» **DIRECTIONS FOR THIS TASK**: Give back the full data, retyped precisely.
------ RAW DATA
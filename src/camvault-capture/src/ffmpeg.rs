//! Network camera capture through an FFmpeg subprocess
//!
//! `ffprobe` reports the stream geometry, then `ffmpeg` decodes the stream to
//! packed RGB24 frames on its stdout, which are read one frame at a time.

use std::io::{BufReader, ErrorKind, Read};
use std::process::{Child, ChildStdout, Command, Stdio};
use std::time::Duration;
use tracing::{debug, info, warn};

use crate::error::CaptureError;
use crate::frame::{Frame, FrameFormat};
use crate::source::{CaptureBackend, FrameSource};

/// Frame rate assumed when the stream does not advertise one
const FALLBACK_FPS: f64 = 20.0;

/// Capture backend driving `ffmpeg`/`ffprobe`
#[derive(Debug, Clone)]
pub struct FfmpegBackend {
    /// Socket timeout applied to probes and reads
    pub timeout: Duration,
}

impl FfmpegBackend {
    pub fn new(timeout: Duration) -> Self {
        Self { timeout }
    }

    /// Query the stream geometry with ffprobe
    pub fn probe_format(&self, address: &str) -> Result<FrameFormat, CaptureError> {
        let mut cmd = Command::new("ffprobe");
        cmd.arg("-v").arg("error");
        self.input_options(&mut cmd, address);
        cmd.arg("-select_streams").arg("v:0")
            .arg("-show_entries").arg("stream=width,height,avg_frame_rate")
            .arg("-of").arg("csv=p=0")
            .arg(address)
            .stdin(Stdio::null());

        debug!("running ffprobe: {:?}", cmd);

        let output = cmd.output()?;
        if !output.status.success() {
            let stderr = String::from_utf8_lossy(&output.stderr);
            return Err(CaptureError::Open {
                address: address.to_string(),
                reason: stderr.trim().chars().take(300).collect(),
            });
        }

        let stdout = String::from_utf8_lossy(&output.stdout);
        parse_probe_output(&stdout).ok_or_else(|| CaptureError::Open {
            address: address.to_string(),
            reason: format!("no video stream in probe output: {:?}", stdout.trim()),
        })
    }

    fn input_options(&self, cmd: &mut Command, address: &str) {
        let micros = self.timeout.as_micros().to_string();
        if address.starts_with("rtsp://") || address.starts_with("rtsps://") {
            cmd.arg("-rtsp_transport").arg("tcp").arg("-timeout").arg(micros);
        } else if address.contains("://") && !address.starts_with("file://") {
            cmd.arg("-rw_timeout").arg(micros);
        }
    }
}

impl CaptureBackend for FfmpegBackend {
    fn name(&self) -> &'static str {
        "ffmpeg"
    }

    fn open(&self, address: &str) -> Result<Box<dyn FrameSource>, CaptureError> {
        let format = self.probe_format(address)?;

        let mut cmd = Command::new("ffmpeg");
        cmd.arg("-hide_banner").arg("-loglevel").arg("error");
        self.input_options(&mut cmd, address);
        cmd.arg("-i").arg(address)
            .arg("-an")
            .arg("-f").arg("rawvideo")
            .arg("-pix_fmt").arg("rgb24")
            .arg("-")
            .stdin(Stdio::null())
            .stdout(Stdio::piped())
            .stderr(Stdio::null());

        debug!("spawning ffmpeg decoder: {:?}", cmd);

        let mut child = cmd.spawn()?;
        let stdout = child.stdout.take().ok_or_else(|| CaptureError::Open {
            address: address.to_string(),
            reason: "failed to open ffmpeg stdout".to_string(),
        })?;

        info!(
            "opened {} ({}x{} @ {:.1} fps)",
            address, format.width, format.height, format.fps
        );

        Ok(Box::new(FfmpegSource {
            format,
            child: Some(child),
            stdout: Some(BufReader::new(stdout)),
        }))
    }

    fn probe(&self, address: &str) -> bool {
        match self.probe_format(address) {
            Ok(_) => {
                debug!("camera reachable: {}", address);
                true
            }
            Err(e) => {
                debug!("camera unreachable: {}: {}", address, e);
                false
            }
        }
    }
}

/// Frames decoded by a running ffmpeg process
struct FfmpegSource {
    format: FrameFormat,
    child: Option<Child>,
    stdout: Option<BufReader<ChildStdout>>,
}

impl FrameSource for FfmpegSource {
    fn format(&self) -> FrameFormat {
        self.format
    }

    fn read(&mut self) -> Result<Option<Frame>, CaptureError> {
        let stdout = self.stdout.as_mut()
            .ok_or_else(|| CaptureError::Read("source released".to_string()))?;

        let mut data = vec![0u8; self.format.frame_len()];
        match stdout.read_exact(&mut data) {
            Ok(()) => Frame::new(data, self.format.width, self.format.height).map(Some),
            Err(e) if e.kind() == ErrorKind::UnexpectedEof => Ok(None),
            Err(e) => Err(CaptureError::Read(e.to_string())),
        }
    }

    fn release(&mut self) {
        self.stdout.take();
        if let Some(mut child) = self.child.take() {
            if let Err(e) = child.kill() {
                // Already exited
                debug!("ffmpeg kill: {}", e);
            }
            if let Err(e) = child.wait() {
                warn!("failed to reap ffmpeg decoder: {}", e);
            }
        }
    }
}

impl Drop for FfmpegSource {
    fn drop(&mut self) {
        self.release();
    }
}

/// Parse `width,height,rate` as printed by ffprobe's csv writer
pub fn parse_probe_output(output: &str) -> Option<FrameFormat> {
    let line = output.lines().map(str::trim).find(|l| !l.is_empty())?;
    let mut fields = line.split(',');

    let width: u32 = fields.next()?.trim().parse().ok().filter(|w| *w > 0)?;
    let height: u32 = fields.next()?.trim().parse().ok().filter(|h| *h > 0)?;
    let fps = fields.next()
        .and_then(parse_rate)
        .unwrap_or(FALLBACK_FPS);

    Some(FrameFormat { width, height, fps })
}

/// Parse an ffmpeg rational such as `30000/1001`
fn parse_rate(rate: &str) -> Option<f64> {
    let rate = rate.trim();
    let value = match rate.split_once('/') {
        Some((num, den)) => {
            let num: f64 = num.parse().ok()?;
            let den: f64 = den.parse().ok()?;
            if den == 0.0 {
                return None;
            }
            num / den
        }
        None => rate.parse().ok()?,
    };

    (value.is_finite() && value > 0.0).then_some(value)
}

/// Check if ffprobe is available
pub fn check_ffprobe() -> bool {
    Command::new("ffprobe")
        .arg("-version")
        .output()
        .map(|o| o.status.success())
        .unwrap_or(false)
}
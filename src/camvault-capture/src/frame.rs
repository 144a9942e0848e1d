//! Decoded video frames

use chrono::{DateTime, Utc};
use image::{ImageFormat, RgbImage};
use std::path::Path;

use crate::error::CaptureError;

/// Geometry and nominal rate of a frame source
#[derive(Debug, Clone, Copy, PartialEq)]
pub struct FrameFormat {
    pub width: u32,
    pub height: u32,
    pub fps: f64,
}

impl FrameFormat {
    /// Size in bytes of one packed RGB24 frame
    pub fn frame_len(&self) -> usize {
        self.width as usize * self.height as usize * 3
    }
}

/// A single packed RGB24 frame
#[derive(Debug, Clone)]
pub struct Frame {
    pub data: Vec<u8>,
    pub width: u32,
    pub height: u32,
    pub timestamp: DateTime<Utc>,
}

impl Frame {
    /// Wrap a raw buffer, checking it matches the declared geometry
    pub fn new(data: Vec<u8>, width: u32, height: u32) -> Result<Self, CaptureError> {
        let expected = width as usize * height as usize * 3;
        if data.len() != expected {
            return Err(CaptureError::FrameSize {
                expected,
                actual: data.len(),
            });
        }

        Ok(Self {
            data,
            width,
            height,
            timestamp: Utc::now(),
        })
    }

    /// Convert to an RGB image buffer
    pub fn to_image(&self) -> Result<RgbImage, CaptureError> {
        let expected = self.width as usize * self.height as usize * 3;
        RgbImage::from_raw(self.width, self.height, self.data.clone()).ok_or(
            CaptureError::FrameSize {
                expected,
                actual: self.data.len(),
            },
        )
    }

    /// Save as a JPEG still, overwriting any existing file
    pub fn save_jpeg(&self, path: &Path) -> Result<(), CaptureError> {
        self.to_image()?.save_with_format(path, ImageFormat::Jpeg)?;
        Ok(())
    }
}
------------
» **RESULT OF THE EXERCISE**:
filename src/camvault-capture/src/ffmpeg.rs
//! Network camera capture through an FFmpeg subprocess
//!
//! `ffprobe` reports the stream geometry, then `ffmpeg` decodes the stream to
//! packed RGB24 frames on its stdout, which are read one frame at a time.

use std::io::{BufReader, ErrorKind, Read};
use std::process::{Child, ChildStdout, Command, Stdio};
use std::time::Duration;
use tracing::{debug, info, warn};

use crate::error::CaptureError;
use crate::frame::{Frame, FrameFormat};
use crate::source::{CaptureBackend, FrameSource};

/// Frame rate assumed when the stream does not advertise one
const FALLBACK_FPS: f64 = 20.0;

/// Capture backend driving `ffmpeg`/`ffprobe`
#[derive(Debug, Clone)]
pub struct FfmpegBackend {
    /// Socket timeout applied to probes and reads
    pub timeout: Duration,
}

impl FfmpegBackend {
    pub fn new(timeout: Duration) -> Self {
        Self { timeout }
    }

    /// Query the stream geometry with ffprobe
    pub fn probe_format(&self, address: &str) -> Result<FrameFormat, CaptureError> {
        let mut cmd = Command::new("ffprobe");
        cmd.arg("-v").arg("error");
        self.input_options(&mut cmd, address);
        cmd.arg("-select_streams").arg("v:0")
            .arg("-show_entries").arg("stream=width,height,avg_frame_rate")
            .arg("-of").arg("csv=p=0")
            .arg(address)
            .stdin(Stdio::null());

        debug!("running ffprobe: {:?}", cmd);

        let output = cmd.output()?;
        if !output.status.success() {
            let stderr = String::from_utf8_lossy(&output.stderr);
            return Err(CaptureError::Open {
                address: address.to_string(),
                reason: stderr.trim().chars().take(300).collect(),
            });
        }

        let stdout = String::from_utf8_lossy(&output.stdout);
        parse_probe_output(&stdout).ok_or_else(|| CaptureError::Open {
            address: address.to_string(),
            reason: format!("no video stream in probe output: {:?}", stdout.trim()),
        })
    }

    fn input_options(&self, cmd: &mut Command, address: &str) {
        let micros = self.timeout.as_micros().to_string();
        if address.starts_with("rtsp://") || address.starts_with("rtsps://") {
            cmd.arg("-rtsp_transport").arg("tcp").arg("-timeout").arg(micros);
        } else if address.contains("://") && !address.starts_with("file://") {
            cmd.arg("-rw_timeout").arg(micros);
        }
    }
}

impl CaptureBackend for FfmpegBackend {
    fn name(&self) -> &'static str {
        "ffmpeg"
    }

    fn open(&self, address: &str) -> Result<Box<dyn FrameSource>, CaptureError> {
        let format = self.probe_format(address)?;

        let mut cmd = Command::new("ffmpeg");
        cmd.arg("-hide_banner").arg("-loglevel").arg("error");
        self.input_options(&mut cmd, address);
        cmd.arg("-i").arg(address)
            .arg("-an")
            .arg("-f").arg("rawvideo")
            .arg("-pix_fmt").arg("rgb24")
            .arg("-")
            .stdin(Stdio::null())
            .stdout(Stdio::piped())
            .stderr(Stdio::null());

        debug!("spawning ffmpeg decoder: {:?}", cmd);

        let mut child = cmd.spawn()?;
        let stdout = child.stdout.take().ok_or_else(|| CaptureError::Open {
            address: address.to_string(),
            reason: "failed to open ffmpeg stdout".to_string(),
        })?;

        info!(
            "opened {} ({}x{} @ {:.1} fps)",
            address, format.width, format.height, format.fps
        );

        Ok(Box::new(FfmpegSource {
            format,
            child: Some(child),
            stdout: Some(BufReader::new(stdout)),
        }))
    }

    fn probe(&self, address: &str) -> bool {
        match self.probe_format(address) {
            Ok(_) => {
                debug!("camera reachable: {}", address);
                true
            }
            Err(e) => {
                debug!("camera unreachable: {}: {}", address, e);
                false
            }
        }
    }
}

/// Frames decoded by a running ffmpeg process
struct FfmpegSource {
    format: FrameFormat,
    child: Option<Child>,
    stdout: Option<BufReader<ChildStdout>>,
}

impl FrameSource for FfmpegSource {
    fn format(&self) -> FrameFormat {
        self.format
    }

    fn read(&mut self) -> Result<Option<Frame>, CaptureError> {
        let stdout = self.stdout.as_mut()
            .ok_or_else(|| CaptureError::Read("source released".to_string()))?;

        let mut data = vec![0u8; self.format.frame_len()];
        match stdout.read_exact(&mut data) {
            Ok(()) => Frame::new(data, self.format.width, self.format.height).map(Some),
            Err(e) if e.kind() == ErrorKind::UnexpectedEof => Ok(None),
            Err(e) => Err(CaptureError::Read(e.to_string())),
        }
    }

    fn release(&mut self) {
        self.stdout.take();
        if let Some(mut child) = self.child.take() {
            if let Err(e) = child.kill() {
                // Already exited
                debug!("ffmpeg kill: {}", e);
            }
            if let Err(e) = child.wait() {
                warn!("failed to reap ffmpeg decoder: {}", e);
            }
        }
    }
}

impl Drop for FfmpegSource {
    fn drop(&mut self) {
        self.release();
    }
}

/// Parse `width,height,rate` as printed by ffprobe's csv writer
pub fn parse_probe_output(output: &str) -> Option<FrameFormat> {
    let line = output.lines().map(str::trim).find(|l| !l.is_empty())?;
    let mut fields = line.split(',');

    let width: u32 = fields.next()?.trim().parse().ok().filter(|w| *w > 0)?;
    let height: u32 = fields.next()?.trim().parse().ok().filter(|h| *h > 0)?;
    let fps = fields.next()
        .and_then(parse_rate)
        .unwrap_or(FALLBACK_FPS);

    Some(FrameFormat { width, height, fps })
}

/// Parse an ffmpeg rational such as `30000/1001`
fn parse_rate(rate: &str) -> Option<f64> {
    let rate = rate.trim();
    let value = match rate.split_once('/') {
        Some((num, den)) => {
            let num: f64 = num.parse().ok()?;
            let den: f64 = den.parse().ok()?;
            if den == 0.0 {
                return None;
            }
            num / den
        }
        None => rate.parse().ok()?,
    };

    (value.is_finite() && value > 0.0).then_some(value)
}

/// Check if ffprobe is available
pub fn check_ffprobe() -> bool {
    Command::new("ffprobe")
        .arg("-version")
        .output()
        .map(|o| o.status.success())
        .unwrap_or(false)
}
filename src/camvault-capture/src/frame.rs
repository 144a9942e0848e1d
//! Decoded video frames

use chrono::{DateTime, Utc};
use image::{ImageFormat, RgbImage};
use std::path::Path;

use crate::error::CaptureError;

/// Geometry and nominal rate of a frame source
#[derive(Debug, Clone, Copy, PartialEq)]
pub struct FrameFormat {
    pub width: u32,
    pub height: u32,
    pub fps: f64,
}

impl FrameFormat {
    /// Size in bytes of one packed RGB24 frame
    pub fn frame_len(&self) -> usize {
        self.width as usize * self.height as usize * 3
    }
}

/// A single packed RGB24 frame
#[derive(Debug, Clone)]
pub struct Frame {
    pub data: Vec<u8>,
    pub width: u32,
    pub height: u32,
    pub timestamp: DateTime<Utc>,
}

impl Frame {
    /// Wrap a raw buffer, checking it matches the declared geometry
    pub fn new(data: Vec<u8>, width: u32, height: u32) -> Result<Self, CaptureError> {
        let expected = width as usize * height as usize * 3;
        if data.len() != expected {
            return Err(CaptureError::FrameSize {
                expected,
                actual: data.len(),
            });
        }

        Ok(Self {
            data,
            width,
            height,
            timestamp: Utc::now(),
        })
    }

    /// Convert to an RGB image buffer
    pub fn to_image(&self) -> Result<RgbImage, CaptureError> {
        let expected = self.width as usize * self.height as usize * 3;
        RgbImage::from_raw(self.width, self.height, self.data.clone()).ok_or(
            CaptureError::FrameSize {
                expected,
                actual: self.data.len(),
            },
        )
    }

    /// Save as a JPEG still, overwriting any existing file
    pub fn save_jpeg(&self, path: &Path) -> Result<(), CaptureError> {
        self.to_image()?.save_with_format(path, ImageFormat::Jpeg)?;
        Ok(())
    }
}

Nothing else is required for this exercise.